**Exercise directions**
Your job is to return every line in the data holding the string "OutputFormatter".

+++ Data records +++

//! JSON output formatter

use crate::error::Result;
use crate::format::OutputFormatter;
use crate::pipeline::PassResult;
use crate::territory::standing::GlobalStanding;

/// JSON formatter - outputs values as pretty-printed JSON
pub struct JsonFormatter;

impl OutputFormatter for JsonFormatter {
    fn name(&self) -> &str {
        "json"
    }

    fn description(&self) -> &str {
        "Pretty-printed JSON"
    }

    fn format_pass(&self, result: &PassResult) -> Result<String> {
        Ok(serde_json::to_string_pretty(result)?)
    }

    fn format_standing(&self, standing: &GlobalStanding) -> Result<String> {
        Ok(serde_json::to_string_pretty(standing)?)
    }
}

#[cfg(test)]
mod tests {
    use super::*;
    use crate::geo::Coordinates;
    use crate::store::tests::store;
    use crate::store::ResolvedStore;
    use crate::territory::ratio::OccupationRatio;
    use crate::territory::standing::compute_standing;
    use chrono::Utc;

    #[test]
    fn test_json_pass() {
        let mut nearest = ResolvedStore::new(
            store("7", "서울 중구 세종대로 110", Some(OccupationRatio::new(10.0, 60.0, 30.0))),
            Coordinates::new(37.5663, 126.9779),
        );
        nearest.distance_km = Some(0.03);
        let result = PassResult {
            origin: Coordinates::new(37.5665, 126.978),
            resolved: vec![nearest.clone()],
            nearest: vec![nearest],
            skipped: vec!["8".to_string()],
            completed_at: Utc::now(),
        };

        let output = JsonFormatter.format_pass(&result).unwrap();
        let parsed: serde_json::Value = serde_json::from_str(&output).unwrap();

        assert_eq!(parsed["nearest"][0]["store_id"], "7");
        assert_eq!(parsed["nearest"][0]["faction"], "baekjae");
        assert_eq!(parsed["skipped"][0], "8");
        assert!(parsed.get("completed_at").is_some());
    }

    #[test]
    fn test_json_standing() {
        let standing = compute_standing(&OccupationRatio::new(34.0, 33.0, 33.0));
        let output = JsonFormatter.format_standing(&standing).unwrap();
        let parsed: serde_json::Value = serde_json::from_str(&output).unwrap();

        assert_eq!(parsed["leader"], "goguryeo");
        assert_eq!(parsed["entries"][0]["faction"], "shinla");
        assert_eq!(parsed["entries"].as_array().unwrap().len(), 3);
    }

    #[test]
    fn test_json_formatter_info() {
        let formatter = JsonFormatter;
        assert_eq!(formatter.name(), "json");
        assert!(!formatter.description().is_empty());
    }
}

+++

**Task result**
use crate::format::OutputFormatter;
impl OutputFormatter for JsonFormatter {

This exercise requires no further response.